If it’s true that Rep. P. Eric Turner privately lobbied to kill a bill that would have hurt his son’s business, the Hamilton County Republican should be ashamed. But the shame should extend beyond the House speaker pro tem. The entire General Assembly – particularly its GOP super-majority – is tarnished by the clear appearance of backroom dealing and compromised ethics.
The Associated Press reports that Turner lobbied to kill Senate Bill 173, a moratorium on new nursing home beds. Turner’s son is chairman and CEO of Mainstreet Property Group, a Carmel-based developer of upscale nursing homes. His daughter, Jessaca Turner Stults, lobbies for the company, which the legislator co-founded.
Zeke Turner told the House Ways and Means Committee that the moratorium threatened two dozen skilled nursing properties his company planned to build over the next three years.
If those can’t be done in Indiana, then we’ll just go elsewhere, he said.
P. Eric Turner did not cast a vote in the Ways and Means Committee or in the full House, where the bill passed by a 55-40 vote. It was at a private caucus meeting where the lawmaker spoke passionately against the moratorium, reportedly arguing that nursing home development creates jobs and economic development.
Yes, new developments benefit construction workers and create jobs for nurses, aides and others. But Indiana has about 13,000 unoccupied nursing home beds. When new high-end nursing homes open, they draw wealthier patients away and leave Medicaid recipients in older facilities. Free-market arguments don’t hold true where government regulation is involved.
Sen. Patricia Miller, the Indianapolis Republican who authored SB 173, was right when she said that new nursing home beds would draw resources away from home-based care and other alternative settings that Hoosiers actually prefer.
But P. Eric Turner’s argument prevailed.

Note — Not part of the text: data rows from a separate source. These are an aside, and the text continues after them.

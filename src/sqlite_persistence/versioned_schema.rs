use super::BASE_DB_VERSION;
use anyhow::{bail, Context, Result};
use rusqlite::{params, Connection};
use std::path::Path;
use tracing::info;

#[macro_export]
macro_rules! sqlite_column {
    ($name:expr, $sql_type:expr $(, $field:ident = $value:expr)*) => {
        {
            #[allow(unused_mut)]
            let mut column = $crate::sqlite_persistence::Column {
                name: $name,
                sql_type: $sql_type,
                is_primary_key: false,
                non_null: false,
                default_value: None,
            };
            $(
                column.$field = $value;
            )*
            column
        }
    };
}

#[derive(Debug, PartialEq, Eq)]
pub enum SqlType {
    Text,
    Integer,
    Real,
}

impl SqlType {
    fn as_sql(&self) -> &'static str {
        match self {
            SqlType::Text => "TEXT",
            SqlType::Integer => "INTEGER",
            SqlType::Real => "REAL",
        }
    }

    fn parse(s: &str) -> Option<&'static SqlType> {
        match s {
            "TEXT" => Some(&SqlType::Text),
            "INTEGER" => Some(&SqlType::Integer),
            "REAL" => Some(&SqlType::Real),
            _ => None,
        }
    }
}

pub struct Column {
    pub name: &'static str,
    pub sql_type: &'static SqlType,
    pub is_primary_key: bool,
    pub non_null: bool,
    pub default_value: Option<&'static str>,
}

pub struct Table {
    pub name: &'static str,
    pub columns: &'static [Column],
    pub indices: &'static [(&'static str, &'static str)],
}

impl Table {
    pub fn create(&self, conn: &Connection) -> Result<()> {
        let columns = self
            .columns
            .iter()
            .map(|column| {
                let mut def = format!("{} {}", column.name, column.sql_type.as_sql());
                if column.is_primary_key {
                    def.push_str(" PRIMARY KEY");
                }
                if column.non_null {
                    def.push_str(" NOT NULL");
                }
                if let Some(default_value) = column.default_value {
                    def.push_str(&format!(" DEFAULT {}", default_value));
                }
                def
            })
            .collect::<Vec<_>>()
            .join(", ");
        conn.execute(&format!("CREATE TABLE {} ({});", self.name, columns), params![])?;

        for (index_name, indexed_columns) in self.indices {
            conn.execute(
                &format!(
                    "CREATE INDEX {} ON {}({});",
                    index_name, self.name, indexed_columns
                ),
                params![],
            )?;
        }
        Ok(())
    }

    fn validate(&self, conn: &Connection) -> Result<()> {
        let mut stmt = conn.prepare(&format!("PRAGMA table_info({});", self.name))?;
        let actual: Vec<(String, String, bool, bool)> = stmt
            .query_map(params![], |row| {
                Ok((
                    row.get::<_, String>(1)?,
                    row.get::<_, String>(2)?,
                    row.get::<_, i32>(3)? == 1,
                    row.get::<_, i32>(5)? == 1,
                ))
            })?
            .collect::<rusqlite::Result<_>>()?;

        if actual.len() != self.columns.len() {
            bail!(
                "Table {} has {} columns, expected {}",
                self.name,
                actual.len(),
                self.columns.len()
            );
        }

        for ((name, sql_type, non_null, is_pk), expected) in actual.iter().zip(self.columns) {
            if name != expected.name {
                bail!(
                    "Table {} column name mismatch: expected {}, got {}",
                    self.name,
                    expected.name,
                    name
                );
            }
            if SqlType::parse(sql_type) != Some(expected.sql_type) {
                bail!(
                    "Table {} column {} type mismatch: expected {:?}, got {}",
                    self.name,
                    expected.name,
                    expected.sql_type,
                    sql_type
                );
            }
            if *non_null != expected.non_null || *is_pk != expected.is_primary_key {
                bail!(
                    "Table {} column {} constraint mismatch",
                    self.name,
                    expected.name
                );
            }
        }

        for (index_name, _) in self.indices {
            let exists = conn
                .query_row(
                    "SELECT 1 FROM sqlite_master WHERE type='index' AND name=?1 AND tbl_name=?2",
                    params![index_name, self.name],
                    |_| Ok(true),
                )
                .unwrap_or(false);
            if !exists {
                bail!("Table {} is missing index '{}'", self.name, index_name);
            }
        }
        Ok(())
    }
}

pub struct VersionedSchema {
    pub version: usize,
    pub tables: &'static [Table],
    pub migration: Option<fn(&Connection) -> Result<()>>,
}

impl VersionedSchema {
    pub fn create(&self, conn: &Connection) -> Result<()> {
        for table in self.tables {
            table.create(conn)?;
        }
        conn.execute(
            &format!("PRAGMA user_version = {}", BASE_DB_VERSION + self.version),
            [],
        )?;
        Ok(())
    }

    pub fn validate(&self, conn: &Connection) -> Result<()> {
        for table in self.tables {
            table.validate(conn)?;
        }
        Ok(())
    }
}

/// Opens (or creates) a database at `path`, validating the stored schema version
/// against `schemas` and running pending migrations.
///
/// `label` only shows up in log and error messages.
pub fn open_versioned(
    path: &Path,
    schemas: &'static [VersionedSchema],
    label: &str,
) -> Result<Connection> {
    let is_new_db = !path.exists();
    let mut conn =
        Connection::open(path).with_context(|| format!("Failed to open {} database", label))?;
    let latest = schemas
        .last()
        .with_context(|| format!("No schema defined for {} database", label))?;

    if is_new_db {
        info!("Creating new {} database at {:?}", label, path);
        latest.create(&conn)?;
        return Ok(conn);
    }

    let raw_version: i64 = conn.query_row("PRAGMA user_version;", [], |row| row.get(0))?;
    let db_version = raw_version - BASE_DB_VERSION as i64;
    if db_version < 1 {
        bail!(
            "{} database version {} is invalid (expected >= 1)",
            label,
            db_version
        );
    }

    let schema = schemas
        .iter()
        .find(|s| s.version as i64 == db_version)
        .with_context(|| format!("Unknown {} database version {}", label, db_version))?;
    schema.validate(&conn).with_context(|| {
        format!(
            "{} database schema validation failed for version {}",
            label, db_version
        )
    })?;

    if (db_version as usize) < latest.version {
        info!(
            "Migrating {} database from version {} to {}",
            label, db_version, latest.version
        );
        let tx = conn.transaction()?;
        for schema in schemas.iter().filter(|s| s.version > db_version as usize) {
            if let Some(migration) = schema.migration {
                migration(&tx).with_context(|| {
                    format!("Failed to run migration to version {}", schema.version)
                })?;
            }
        }
        tx.execute(
            &format!("PRAGMA user_version = {}", BASE_DB_VERSION + latest.version),
            [],
        )?;
        tx.commit()?;
    }

    Ok(conn)
}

The GOP House caucus members killed the provision before it became law.
Don’t expect Turner to show any remorse. He is no stranger to conflict-of-interest charges.
Last year Turner pushed a measure that would have allowed Utah-based Insure-Rite, one of his daughter’s lobbying clients, to win a multi-million dollar contract with the Indiana Bureau of Motor Vehicles.
In 2008, he fought to preserve a controversial call center created in his district as a part of the state’s failed welfare privatization scheme. The legislator was an investor when his son later bought the building housing the call center.
Other public officials recognize Turner’s clear conflicts. Gov. Mike Pence a year ago placed a hold on $345,000 in state economic aid to Mainstreet Property Group because of the legislator’s ties.
The best-case scenario would find voters rejecting Turner in either the May primary, where he faces a challenge from Parvin Gillim of Sheridan, or in November, when the District 32 nominee faces Democrat Bob Ashley.
But the damage to the public trust is done.
Turner might have toed the conflict-of-interest line just close enough to avoid breaking the law, but his efforts on behalf of his family’s business enterprises clearly constitute an abuse of power.
If Turner’s legislative colleagues believe his reputation is the only one harmed, they are mistaken. Hoosiers are left with the suggestion from this incident and others that backroom deals not only are tolerated but might even constitute standard operating procedure. Super-majority control by one party only adds to the appearance that the real business is done behind closed doors.
House Speaker Brian Bosma should stop accommodating Turner’s abuse of legislative authority or risk seeing voters put an end to it.